I am increasingly convinced that #DigitalHumanities cannot and should not be operated as a service—of the library or any other unit. We should not be hiring people to help others do #DH. We should hire people to do #DH themselves. Those people should be faculty, yes, but also librarians, archivists, developers, designers, and managers. And they should be empowered to range the campus to build teams of their own making to work on ideas of their own devising.

Putting people in service to others’ work doesn’t scale, isn’t sustainable, and, most importantly, produces bad work. When administrators (especially library directors) recruit a “digital scholarship librarian” or similar to support digital humanities on their campuses, they’re setting them up to fail. @dh

@foundhistory @dh I totally agree, and yet I keep running up against one stumbling block that I'm not sure how to contend with: the building of those teams.

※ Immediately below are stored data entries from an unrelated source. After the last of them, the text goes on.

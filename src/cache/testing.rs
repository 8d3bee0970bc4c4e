//! In-test store with failure injection, shared by the cache module tests.

use std::collections::HashMap;
use std::sync::Mutex;
use std::sync::atomic::{AtomicBool, AtomicUsize, Ordering};
use std::time::Duration;

use async_trait::async_trait;
use tokio::sync::Notify;

use super::{CacheKey, CacheStore, CachedEntry, KeyLockRegistry, StoreError};

#[derive(Default)]
pub(crate) struct FakeStore {
    entries: Mutex<HashMap<CacheKey, CachedEntry>>,
    lifetimes: Mutex<Vec<Duration>>,
    reads: AtomicUsize,
    writes: AtomicUsize,
    fail_reads: AtomicBool,
    fail_writes: AtomicBool,
    gate: Option<Notify>,
}

impl FakeStore {
    pub(crate) fn new() -> Self {
        Self::default()
    }

    /// A store whose writes block until [`open_gate`](Self::open_gate).
    pub(crate) fn gated() -> Self {
        Self {
            gate: Some(Notify::new()),
            ..Self::default()
        }
    }

    pub(crate) fn failing_reads(self) -> Self {
        self.fail_reads.store(true, Ordering::SeqCst);
        self
    }

    pub(crate) fn failing_writes(self) -> Self {
        self.fail_writes.store(true, Ordering::SeqCst);
        self
    }

    pub(crate) fn open_gate(&self) {
        if let Some(gate) = &self.gate {
            gate.notify_one();
        }
    }

    pub(crate) fn entry(&self, key: &str) -> Option<CachedEntry> {
        self.entries.lock().unwrap().get(&CacheKey::new(key)).cloned()
    }

    pub(crate) fn lifetimes(&self) -> Vec<Duration> {
        self.lifetimes.lock().unwrap().clone()
    }

    pub(crate) fn reads(&self) -> usize {
        self.reads.load(Ordering::SeqCst)
    }

    pub(crate) fn writes(&self) -> usize {
        self.writes.load(Ordering::SeqCst)
    }
}

#[async_trait]
impl CacheStore for FakeStore {
    async fn get(&self, key: &CacheKey) -> Result<Option<CachedEntry>, StoreError> {
        self.reads.fetch_add(1, Ordering::SeqCst);
        if self.fail_reads.load(Ordering::SeqCst) {
            return Err(StoreError::Backend("read refused".into()));
        }
        Ok(self.entries.lock().unwrap().get(key).cloned())
    }

    async fn set(
        &self,
        key: &CacheKey,
        entry: CachedEntry,
        lifetime: Duration,
    ) -> Result<(), StoreError> {
        if let Some(gate) = &self.gate {
            gate.notified().await;
        }
        self.writes.fetch_add(1, Ordering::SeqCst);
        if self.fail_writes.load(Ordering::SeqCst) {
            return Err(StoreError::Backend("write refused".into()));
        }
        self.lifetimes.lock().unwrap().push(lifetime);
        self.entries.lock().unwrap().insert(key.clone(), entry);
        Ok(())
    }
}

/// Routes log output through the test harness; `RUST_LOG=routecache=debug`
/// shows the cache decisions.
pub(crate) fn init_tracing() {
    let _ = tracing_subscriber::fmt()
        .with_env_filter(tracing_subscriber::EnvFilter::from_default_env())
        .with_test_writer()
        .try_init();
}

/// Waits for background cache writes to release every slot.
pub(crate) async fn wait_until_unlocked(locks: &KeyLockRegistry) {
    tokio::time::timeout(Duration::from_secs(2), async {
        while !locks.is_empty() {
            tokio::time::sleep(Duration::from_millis(1)).await;
        }
    })
    .await
    .expect("cache slots were not released");
}
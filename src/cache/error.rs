use std::time::Duration;

use thiserror::Error;

use super::CacheKey;

/// Failure to take the per-key slot in the [`KeyLockRegistry`](super::KeyLockRegistry).
#[derive(Debug, Error)]
pub enum LockError {
    #[error("timed out after {waited:?} waiting for cache key `{key}`")]
    Timeout { key: CacheKey, waited: Duration },
}

/// Errors raised by a [`CacheStore`](super::CacheStore) backend.
#[derive(Debug, Error)]
pub enum StoreError {
    #[error("failed to encode cached entry: {0}")]
    Encode(#[source] serde_json::Error),

    #[error("failed to decode cached entry: {0}")]
    Decode(#[source] serde_json::Error),

    #[error("cache backend unavailable: {0}")]
    Backend(String),

    #[cfg(feature = "redis")]
    #[error("redis error: {0}")]
    Redis(#[from] redis::RedisError),
}

/// Invalid cache configuration, reported once at setup.
#[derive(Debug, Error)]
pub enum ConfigError {
    #[error("invalid duration `{input}`: {source}")]
    InvalidDuration {
        input: String,
        #[source]
        source: humantime::DurationError,
    },

    #[error("{field} must be greater than zero")]
    Zero { field: &'static str },
}
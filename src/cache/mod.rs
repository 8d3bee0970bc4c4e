//! Request-coalescing response cache.
//!
//! [`CacheMiddleware`] sits in front of a handler chain. Per request it:
//!
//! 1. derives a [`CacheKey`] through the [`CacheStore`];
//! 2. takes the key's slot in the [`KeyLockRegistry`], so at most one request
//!    per key runs the handler at a time;
//! 3. replays the stored [`CachedEntry`] on a hit, or runs the handler under a
//!    [`ResponseCapture`] on a miss, which stores `[200, 400)` responses for the
//!    configured lifetime and releases the slot once the write has settled.
//!
//! Waiters blocked behind a fill therefore find the fresh entry when they get
//! the slot. A waiter that times out runs the handler itself, uncached.
//!
//! Entries leave the cache only by expiring; there is no invalidation API.

mod capture;
mod config;
mod entry;
mod error;
mod key;
mod lock;
mod middleware;
mod store;

#[cfg(test)]
mod testing;

pub use capture::ResponseCapture;
pub use config::{CacheConfig, Lifetime, ResolvedConfig};
pub use entry::CachedEntry;
pub use error::{ConfigError, LockError, StoreError};
pub use key::{CacheKey, KeyPolicy};
pub use lock::{DEFAULT_LOCK_TIMEOUT, KeyGuard, KeyLockRegistry};
pub use middleware::CacheMiddleware;
#[cfg(feature = "redis")]
pub use store::RedisStore;
pub use store::{CacheStore, DEFAULT_MAX_ENTRIES, MemoryStore};
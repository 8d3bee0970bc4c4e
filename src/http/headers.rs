//! HTTP header map with case-insensitive name lookup.
//!
//! Header fields are order-preserving and case-insensitive per RFC 9110 §5.

/// A case-insensitive, multi-value HTTP header map.
///
/// # Examples
///
/// ```
/// use routecache::http::Headers;
///
/// let mut headers = Headers::new();
/// headers.insert("Content-Type", "text/html");
/// headers.set("content-type", "application/json");
///
/// assert_eq!(headers.get("CONTENT-TYPE"), Some("application/json"));
/// assert_eq!(headers.len(), 1);
/// ```
#[derive(Debug, Clone, Default)]
pub struct Headers {
    inner: Vec<(String, String)>,
}

impl Headers {
    pub fn new() -> Self {
        Self::default()
    }

    pub fn with_capacity(capacity: usize) -> Self {
        Self {
            inner: Vec::with_capacity(capacity),
        }
    }

    /// Appends a header entry. Multiple values for the same name are preserved.
    pub fn insert(&mut self, name: impl Into<String>, value: impl Into<String>) {
        self.inner.push((name.into(), value.into()));
    }

    /// Replaces every value stored under `name` with a single `value`.
    pub fn set(&mut self, name: impl Into<String>, value: impl Into<String>) {
        let name = name.into();
        self.remove(&name);
        self.inner.push((name, value.into()));
    }

    /// Returns the first value for the given header name (case-insensitive).
    pub fn get(&self, name: &str) -> Option<&str> {
        self.inner
            .iter()
            .find(|(k, _)| k.eq_ignore_ascii_case(name))
            .map(|(_, v)| v.as_str())
    }

    /// Returns an iterator over all values for the given header name (case-insensitive).
    pub fn get_all<'a>(&'a self, name: &'a str) -> impl Iterator<Item = &'a str> + 'a {
        self.inner
            .iter()
            .filter(move |(k, _)| k.eq_ignore_ascii_case(name))
            .map(|(_, v)| v.as_str())
    }

    /// Removes all entries with the given header name (case-insensitive).
    ///
    /// Returns `true` if any entries were removed.
    pub fn remove(&mut self, name: &str) -> bool {
        let before = self.inner.len();
        self.inner.retain(|(k, _)| !k.eq_ignore_ascii_case(name));
        self.inner.len() < before
    }

    /// Total number of entries (not unique names).
    pub fn len(&self) -> usize {
        self.inner.len()
    }

    pub fn is_empty(&self) -> bool {
        self.inner.is_empty()
    }
}
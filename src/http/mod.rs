//! HTTP/1.1 protocol types consumed by the cache layer.
//!
//! This module provides the primitives the middleware pipeline passes around:
//! [`Method`], [`StatusCode`], [`Headers`], [`Request`], and [`Response`].

use std::fmt;

pub mod headers;
pub mod request;
pub mod response;

pub use headers::Headers;
pub use request::Request;
pub use response::Response;

/// Declares the [`StatusCode`] enum together with its numeric lookup table and
/// reason phrases, so the three can never drift apart.
macro_rules! status_codes {
    ($( $(#[$doc:meta])* $name:ident = $code:literal, $reason:literal; )+) => {
        /// An HTTP response status code.
        ///
        /// Covers every standard code a handler is expected to produce, and in
        /// particular every code in the cacheable `[200, 400)` range so that a
        /// stored status can always be replayed.
        ///
        /// # Examples
        ///
        /// ```
        /// use routecache::http::StatusCode;
        ///
        /// let status = StatusCode::from_u16(203).unwrap();
        /// assert_eq!(status, StatusCode::NonAuthoritativeInformation);
        /// assert!(status.is_cacheable());
        /// assert!(!StatusCode::NotFound.is_cacheable());
        /// ```
        #[derive(Debug, Clone, Copy, PartialEq, Eq, Hash)]
        #[repr(u16)]
        pub enum StatusCode {
            $( $(#[$doc])* $name = $code, )+
        }

        impl StatusCode {
            /// Looks up the status for a numeric code. Returns `None` for codes
            /// this crate does not model.
            pub fn from_u16(code: u16) -> Option<Self> {
                match code {
                    $( $code => Some(Self::$name), )+
                    _ => None,
                }
            }

            /// Returns the canonical reason phrase for this status code.
            pub fn canonical_reason(self) -> &'static str {
                match self {
                    $( Self::$name => $reason, )+
                }
            }
        }
    };
}

status_codes! {
    Continue = 100, "Continue";
    SwitchingProtocols = 101, "Switching Protocols";

    Ok = 200, "OK";
    Created = 201, "Created";
    Accepted = 202, "Accepted";
    NonAuthoritativeInformation = 203, "Non-Authoritative Information";
    NoContent = 204, "No Content";
    ResetContent = 205, "Reset Content";
    PartialContent = 206, "Partial Content";
    MultiStatus = 207, "Multi-Status";
    AlreadyReported = 208, "Already Reported";
    ImUsed = 226, "IM Used";

    MultipleChoices = 300, "Multiple Choices";
    MovedPermanently = 301, "Moved Permanently";
    Found = 302, "Found";
    SeeOther = 303, "See Other";
    NotModified = 304, "Not Modified";
    UseProxy = 305, "Use Proxy";
    TemporaryRedirect = 307, "Temporary Redirect";
    PermanentRedirect = 308, "Permanent Redirect";

    BadRequest = 400, "Bad Request";
    Unauthorized = 401, "Unauthorized";
    Forbidden = 403, "Forbidden";
    NotFound = 404, "Not Found";
    MethodNotAllowed = 405, "Method Not Allowed";
    Conflict = 409, "Conflict";
    Gone = 410, "Gone";
    LengthRequired = 411, "Length Required";
    PayloadTooLarge = 413, "Payload Too Large";
    UriTooLong = 414, "URI Too Long";
    UnsupportedMediaType = 415, "Unsupported Media Type";
    UnprocessableEntity = 422, "Unprocessable Entity";
    TooManyRequests = 429, "Too Many Requests";

    InternalServerError = 500, "Internal Server Error";
    NotImplemented = 501, "Not Implemented";
    BadGateway = 502, "Bad Gateway";
    ServiceUnavailable = 503, "Service Unavailable";
    GatewayTimeout = 504, "Gateway Timeout";
    HttpVersionNotSupported = 505, "HTTP Version Not Supported";
}

impl StatusCode {
    /// Returns the numeric status code as a `u16`.
    pub fn as_u16(self) -> u16 {
        self as u16
    }

    /// Returns `true` when a response with this status may be stored by the
    /// response cache: anything in `[200, 400)`.
    pub fn is_cacheable(self) -> bool {
        (200..400).contains(&self.as_u16())
    }
}

impl fmt::Display for StatusCode {
    fn fmt(&self, f: &mut fmt::Formatter<'_>) -> fmt::Result {
        write!(f, "{} {}", self.as_u16(), self.canonical_reason())
    }
}

impl From<StatusCode> for u16 {
    fn from(code: StatusCode) -> u16 {
        code.as_u16()
    }
}

/// An HTTP request method.
///
/// Non-standard methods are captured in the `Custom` variant.
///
/// # Examples
///
/// ```
/// use routecache::http::Method;
///
/// let method: Method = "GET".parse().unwrap();
/// assert_eq!(method, Method::Get);
/// assert!(method.is_safe());
/// ```
#[derive(Debug, Clone, PartialEq, Eq, Hash)]
pub enum Method {
    Get,
    Post,
    Put,
    Delete,
    Head,
    Options,
    Patch,
    Connect,
    Trace,
    /// A non-standard extension method.
    Custom(String),
}

impl Method {
    /// Returns the method as a string slice.
    pub fn as_str(&self) -> &str {
        match self {
            Self::Get => "GET",
            Self::Post => "POST",
            Self::Put => "PUT",
            Self::Delete => "DELETE",
            Self::Head => "HEAD",
            Self::Options => "OPTIONS",
            Self::Patch => "PATCH",
            Self::Connect => "CONNECT",
            Self::Trace => "TRACE",
            Self::Custom(s) => s.as_str(),
        }
    }

    /// Returns `true` if this method has no side effects (RFC 9110 §9.2.1).
    pub fn is_safe(&self) -> bool {
        matches!(self, Self::Get | Self::Head | Self::Options | Self::Trace)
    }
}

impl fmt::Display for Method {
    fn fmt(&self, f: &mut fmt::Formatter<'_>) -> fmt::Result {
        f.write_str(self.as_str())
    }
}

impl std::str::FromStr for Method {
    type Err = std::convert::Infallible;

    fn from_str(s: &str) -> Result<Self, Self::Err> {
        Ok(match s {
            "GET" => Self::Get,
            "POST" => Self::Post,
            "PUT" => Self::Put,
            "DELETE" => Self::Delete,
            "HEAD" => Self::Head,
            "OPTIONS" => Self::Options,
            "PATCH" => Self::Patch,
            "CONNECT" => Self::Connect,
            "TRACE" => Self::Trace,
            other => Self::Custom(other.to_owned()),
        })
    }
}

Right now, many faculty only get "credit" for projects on which they are PI or co-PI, or are otherwise seen as leading "their" project. So how do we build a culture in which folks get appropriate rewards for contributing to the projects that are led by others, thus cultivating a more genuinely collaborative faculty?
@kfitz @dh This is the hardest part. Greenhouse Studios was organized from the ground up (our governance, design process, staffing structure, etc.) around the idea of equitable collaboration, and yet even we still struggle with the problem. It’s so structurally ingrained that even when faculty don’t take or even want “credit,” the university, their colleagues, their disciplines, and even sometimes their non-faculty collaborators give it to them.